Lire la suite: France – Le Sénat saisi d’une proposition de loi pour libérer les enfants de parents défaillants de l’obligation alimentaire

« Hors de question de payer pour quelqu’un qui a brisé mon enfance ». Ces mots, durs mais récurrents, traduisent le ras-le-bol de nombreuses personnes en France confrontées à une exigence juridique qui leur semble moralement insoutenable : devoir financièrement assister un parent qui les a abandonnés, maltraités ou rejetés.

Portée par le sénateur Xavier Iacovelli, la proposition de loi n°349, déposée le 17 février 2025, entend permettre à tout adulte âgé de 18 à 30 ans de renoncer par acte notarié à cette obligation alimentaire, lorsque le parent concerné s’est montré défaillant dans ses devoirs. L’acte, une fois enregistré, pourrait être contesté dans les six mois par le parent, mais la charge de la preuve pèserait alors sur ce dernier, tenu de démontrer qu’il a assumé avec bienveillance ses responsabilités éducatives.

En France, l’obligation alimentaire découle du principe de solidarité familiale inscrit dans le Code civil. Chaque enfant majeur est censé participer, selon ses moyens, à l’entretien de ses parents dans le besoin. Ce principe, issu d’une vision patriarcale et catholique de la famille, a longtemps été considéré comme intangible. Mais l’évolution des mœurs et la reconnaissance juridique des violences intra-familiales viennent bousculer cet héritage.

Depuis la loi dite « Bien vieillir » de 2024, certains cas d’exonération sont déjà prévus : enfants retirés de leur famille par décision judiciaire, condamnation d’un parent pour violences graves ou manquements caractérisés. Toutefois, la proposition Iacovelli va plus loin, en conférant aux victimes la possibilité d’agir directement, sans passer par une longue procédure judiciaire.

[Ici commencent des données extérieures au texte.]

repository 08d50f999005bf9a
use axum::{
    Json, Router,
    extract::{Path, State},
    routing::post,
};
use uuid::Uuid;

use crate::{
    dto::products::{CategoryList, CategoryRequest},
    error::AppResult,
    middleware::auth::AuthUser,
    models::Category,
    response::ApiResponse,
    services::catalog_service,
    state::AppState,
};

pub fn router() -> Router<AppState> {
    Router::new()
        .route("/", post(create_category).get(list_categories))
        .route("/{id}", axum::routing::put(update_category).delete(delete_category))
}

#[utoipa::path(get, path = "/api/categories", security(("bearer_auth" = [])), tag = "Categories")]
pub async fn list_categories(
    State(state): State<AppState>,
    _user: AuthUser,
) -> AppResult<Json<ApiResponse<CategoryList>>> {
    let resp = catalog_service::list_categories(&state).await?;
    Ok(Json(resp))
}

#[utoipa::path(post, path = "/api/categories", request_body = CategoryRequest, security(("bearer_auth" = [])), tag = "Categories")]
pub async fn create_category(
    State(state): State<AppState>,
    user: AuthUser,
    Json(payload): Json<CategoryRequest>,
) -> AppResult<Json<ApiResponse<Category>>> {
    let resp = catalog_service::create_category(&state, &user, payload).await?;
    Ok(Json(resp))
}

#[utoipa::path(put, path = "/api/categories/{id}", request_body = CategoryRequest, security(("bearer_auth" = [])), tag = "Categories")]
pub async fn update_category(
    State(state): State<AppState>,
    user: AuthUser,
    Path(id): Path<Uuid>,
    Json(payload): Json<CategoryRequest>,
) -> AppResult<Json<ApiResponse<Category>>> {
    let resp = catalog_service::update_category(&state, &user, id, payload).await?;
    Ok(Json(resp))
}

#[utoipa::path(
    delete,
    path = "/api/categories/{id}",
    responses(
        (status = 200, description = "Category deleted"),
        (status = 409, description = "Category still referenced by products"),
    ),
    security(("bearer_auth" = [])),
    tag = "Categories"
)]
pub async fn delete_category(
    State(state): State<AppState>,
    user: AuthUser,
    Path(id): Path<Uuid>,
) -> AppResult<Json<ApiResponse<serde_json::Value>>> {
    let resp = catalog_service::delete_category(&state, &user, id).await?;
    Ok(Json(resp))
}
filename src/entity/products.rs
use sea_orm::entity::prelude::*;

#[derive(Clone, Debug, PartialEq, DeriveEntityModel)]
#[sea_orm(table_name = "products")]
pub struct Model {
    #[sea_orm(primary_key)]
    pub id: Uuid,
    pub barcode: String,
    pub name: String,
    pub description: String,
    pub category_id: Option<Uuid>,
    pub price_cents: i64,
    pub stock: i32,
    pub min_stock_level: i32,
    pub created_at: DateTimeWithTimeZone,
    pub updated_at: DateTimeWithTimeZone,
}

#[derive(Copy, Clone, Debug, EnumIter, DeriveRelation)]
pub enum Relation {
    #[sea_orm(
        belongs_to = "super::categories::Entity",
        from = "Column::CategoryId",
        to = "super::categories::Column::Id"
    )]
    Categories,
    #[sea_orm(has_many = "super::order_items::Entity")]
    OrderItems,
}

impl Related<super::categories::Entity> for Entity {
    fn to() -> RelationDef {
        Relation::Categories.def()
    }
}

impl Related<super::order_items::Entity> for Entity {
    fn to() -> RelationDef {
        Relation::OrderItems.def()
    }
}

impl ActiveModelBehavior for ActiveModel {}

Les médias français ont relayé de nombreux récits d’adultes sommés par la justice d’aider financièrement un parent qui les avait pourtant abandonnés. Ces affaires ont provoqué un débat moral : la solidarité familiale doit-elle être automatique ?
Pour les associations de protection de l’enfance, cette réforme constitue une forme de reconnaissance. « Pendant des décennies, on a parlé de devoir filial sans jamais évoquer la dette morale des parents », estime une juriste interrogée par France 3.
À l’inverse, certains juristes craignent un glissement vers une société où le lien filial deviendrait contractuel, au risque de fragiliser l’esprit même de la solidarité intergénérationnelle.

Si le débat se déroule en France, il interroge des valeurs partagées bien au-delà de ses frontières. En Afrique, notamment, la solidarité familiale reste une valeur cardinale, mais les transformations sociales et urbaines bousculent également ce socle. De plus en plus de jeunes adultes, confrontés à des histoires d’abandon ou de maltraitance, s’interrogent sur les limites du devoir filial.

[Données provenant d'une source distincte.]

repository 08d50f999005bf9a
use std::env;
use std::path::PathBuf;

#[derive(Debug, Clone)]
pub struct AppConfig {
    pub database_url: String,
    pub host: String,
    pub port: u16,
    /// Directory where generated barcode images are written.
    pub media_dir: PathBuf,
}

impl AppConfig {
    pub fn from_env() -> anyhow::Result<Self> {
        let database_url = env::var("DATABASE_URL")?;
        let host = env::var("APP_HOST").unwrap_or_else(|_| "127.0.0.1".to_string());
        let port = env::var("APP_PORT")
            .ok()
            .and_then(|p| p.parse::<u16>().ok())
            .unwrap_or(3000);
        let media_dir = env::var("MEDIA_DIR")
            .map(PathBuf::from)
            .unwrap_or_else(|_| PathBuf::from("media"));
        Ok(Self {
            port,
            database_url,
            host,
            media_dir,
        })
    }
}
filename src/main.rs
use axum::{
    Json, Router,
    http::{HeaderName, Request, Response, StatusCode, Uri},
    routing::get,
};
use std::sync::Arc;
use tower::limit::ConcurrencyLimitLayer;
use tower_http::limit::RequestBodyLimitLayer;
use tower_http::request_id::{MakeRequestUuid, PropagateRequestIdLayer, SetRequestIdLayer};
use tower_http::trace::TraceLayer;
use tracing_subscriber::{layer::SubscriberExt, util::SubscriberInitExt};

use std::{net::SocketAddr, time::Duration};

use grocery_backoffice_api::{
    barcode::SvgBarcodeRenderer,
    config::AppConfig,
    db::{create_orm_conn, create_pool},
    export::CsvDocumentRenderer,
    response::{ApiResponse, Meta},
    routes::{create_api_router, doc::scalar_docs, health},
    state::AppState,
};

#[tokio::main]
async fn main() -> anyhow::Result<()> {
    dotenvy::dotenv().ok();
    tracing_subscriber::registry()
        .with(
            tracing_subscriber::EnvFilter::try_from_default_env()
                .unwrap_or_else(|_| "info,grocery_backoffice_api=debug".into()),
        )
        .with(tracing_subscriber::fmt::layer())
        .init();

    let config = AppConfig::from_env()?;
    let pool = create_pool(&config.database_url).await?;
    let orm = create_orm_conn(&config.database_url).await?;

    sqlx::migrate!("./migrations").run(&pool).await?;

    let state = AppState {
        pool,
        orm,
        barcodes: Arc::new(SvgBarcodeRenderer),
        documents: Arc::new(CsvDocumentRenderer),
        media_dir: config.media_dir.clone(),
    };

    let api_router = create_api_router();
    let concurrency_limit_layer = ConcurrencyLimitLayer::new(100);

    let request_id_header = HeaderName::from_static("x-request-id");
    let trace_layer = TraceLayer::new_for_http()
        .make_span_with(|request: &Request<_>| {
            let request_id = request
                .headers()
                .get("x-request-id")
                .and_then(|value| value.to_str().ok())
                .unwrap_or("-");
            tracing::info_span!(
                "http_request",
                method = %request.method(),
                uri = %request.uri(),
                request_id = %request_id
            )
        })
        .on_request(|request: &Request<_>, _span: &tracing::Span| {
            let request_id = request
                .headers()
                .get("x-request-id")
                .and_then(|value| value.to_str().ok())
                .unwrap_or("-");
            tracing::info!(
                request_id = %request_id,
                method = %request.method(),
                uri = %request.uri(),
                "request started"
            );
        })
        .on_response(|response: &Response<_>, latency: Duration, _span: &tracing::Span| {
            tracing::info!(
                status = %response.status(),
                ms = %latency.as_millis(),
                "request finished"
            );
        });

    let app = Router::new()
        .route("/health", get(health::health_check))
        .nest("/api", api_router)
        .merge(scalar_docs())
        .fallback(not_found)
        .layer(trace_layer)
        .layer(PropagateRequestIdLayer::new(request_id_header.clone()))
        .layer(SetRequestIdLayer::new(request_id_header, MakeRequestUuid))
        .layer(RequestBodyLimitLayer::new(1024 * 1024))
        .layer(concurrency_limit_layer)
        .with_state(state);

    let addr = SocketAddr::from((config.host.parse::<std::net::IpAddr>()?, config.port));
    tracing::info!("listening on {}", addr);

    axum::serve(tokio::net::TcpListener::bind(addr).await?, app).await?;

    Ok(())
}

async fn not_found(uri: Uri) -> (StatusCode, Json<ApiResponse<serde_json::Value>>) {
    let body = ApiResponse::success(
        "Not Found",
        serde_json::json!({ "path": uri.path() }),
        Some(Meta::empty()),
    );
    (StatusCode::NOT_FOUND, Json(body))
}
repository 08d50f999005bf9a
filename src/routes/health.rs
use axum::Json;
use serde::Serialize;
use utoipa::ToSchema;

use crate::response::{ApiResponse, Meta};

#[derive(Serialize, ToSchema)]
pub struct HealthData {
    pub status: String,
}

#[utoipa::path(
    get,
    path = "/health",
    responses(
        (status = 200, description = "OK", body = ApiResponse<HealthData>),
    ),
    tag = "Health"
)]
pub async fn health_check() -> Json<ApiResponse<HealthData>> {
    let data = HealthData {
        status: "ok".to_string(),
    };

    Json(ApiResponse::success(
        "Health check",
        data,
        Some(Meta::empty()),
    ))
}
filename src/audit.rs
use serde_json::Value;
use uuid::Uuid;

use crate::{db::DbPool, error::AppResult};

/// Every mutating back-office operation records exactly one of these.
/// The action knows which table it belongs to, so call sites cannot
/// file an order event under the wrong resource.
#[derive(Debug, Clone, Copy, PartialEq, Eq)]
pub enum AuditAction {
    UserRegister,
    StaffRegister,
    UserLogin,
    ProductCreate,
    ProductUpdate,
    ProductDelete,
    BarcodeGenerate,
    CategoryCreate,
    CategoryUpdate,
    CategoryDelete,
    OrderCreate,
    OrderItemAdd,
    OrderItemRemove,
    OrderComplete,
    OrderCancel,
}

impl AuditAction {
    pub fn as_str(self) -> &'static str {
        match self {
            AuditAction::UserRegister => "user_register",
            AuditAction::StaffRegister => "staff_register",
            AuditAction::UserLogin => "user_login",
            AuditAction::ProductCreate => "product_create",
            AuditAction::ProductUpdate => "product_update",
            AuditAction::ProductDelete => "product_delete",
            AuditAction::BarcodeGenerate => "barcode_generate",
            AuditAction::CategoryCreate => "category_create",
            AuditAction::CategoryUpdate => "category_update",
            AuditAction::CategoryDelete => "category_delete",
            AuditAction::OrderCreate => "order_create",
            AuditAction::OrderItemAdd => "order_item_add",
            AuditAction::OrderItemRemove => "order_item_remove",
            AuditAction::OrderComplete => "order_complete",
            AuditAction::OrderCancel => "order_cancel",
        }
    }

    /// Table the action touches.
    pub fn resource(self) -> &'static str {
        match self {
            AuditAction::UserRegister | AuditAction::StaffRegister | AuditAction::UserLogin => {
                "users"
            }
            AuditAction::ProductCreate
            | AuditAction::ProductUpdate
            | AuditAction::ProductDelete
            | AuditAction::BarcodeGenerate => "products",
            AuditAction::CategoryCreate
            | AuditAction::CategoryUpdate
            | AuditAction::CategoryDelete => "categories",
            AuditAction::OrderCreate
            | AuditAction::OrderItemAdd
            | AuditAction::OrderItemRemove
            | AuditAction::OrderComplete
            | AuditAction::OrderCancel => "orders",
        }
    }
}

pub async fn log_audit(
    pool: &DbPool,
    user_id: Option<Uuid>,
    action: AuditAction,
    metadata: Option<Value>,
) -> AppResult<()> {
    let id = Uuid::new_v4();
    sqlx::query(
        r#"
        INSERT INTO audit_logs (id, user_id, action, resource, metadata)
        VALUES ($1, $2, $3, $4, $5)
        "#,
    )
    .bind(id)
    .bind(user_id)
    .bind(action.as_str())
    .bind(action.resource())
    .bind(metadata)
    .execute(pool)
    .await?;

    Ok(())
}

#[cfg(test)]
mod tests {
    use super::*;

    #[test]
    fn actions_map_to_their_resource_table() {
        assert_eq!(AuditAction::OrderCancel.as_str(), "order_cancel");
        assert_eq!(AuditAction::OrderCancel.resource(), "orders");
        assert_eq!(AuditAction::BarcodeGenerate.resource(), "products");
        assert_eq!(AuditAction::CategoryDelete.resource(), "categories");
        assert_eq!(AuditAction::UserLogin.resource(), "users");
    }
}
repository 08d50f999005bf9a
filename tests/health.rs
use grocery_backoffice_api::routes::health::health_check;

#[tokio::test]
async fn health_check_returns_ok() {
    let response = health_check().await;
    assert_eq!(response.0.message, "Health check");

    let data = response.0.data.expect("health data");
    assert_eq!(data.status, "ok");
}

Cette proposition de loi, si elle venait à être adoptée, pourrait donc inspirer d’autres législations dans les pays confrontés aux mêmes tensions entre devoir de mémoire et besoin de justice individuelle.

Outre la possibilité de renoncer à l’obligation alimentaire, le texte prévoit la perte automatique des droits successoraux à l’égard du parent concerné. Un geste lourd de conséquences, mais aussi de sens : rompre le lien matériel pour mieux se libérer du lien de souffrance.
Le Sénat doit examiner la proposition dans les prochaines semaines. Si elle est adoptée, la France deviendra l’un des rares pays à permettre une émancipation légale de l’obligation parentale, une mesure qui résonne puissamment avec les luttes contemporaines pour la reconnaissance des traumatismes d’enfance.

Cette initiative parlementaire s’inscrit dans une évolution plus large du droit occidental, où la famille n’est plus seulement un espace sacré, mais aussi un lieu de responsabilité partagée. Entre solidarité et justice, la société française cherche à redéfinir les contours du lien filial à l’aune de la dignité individuelle.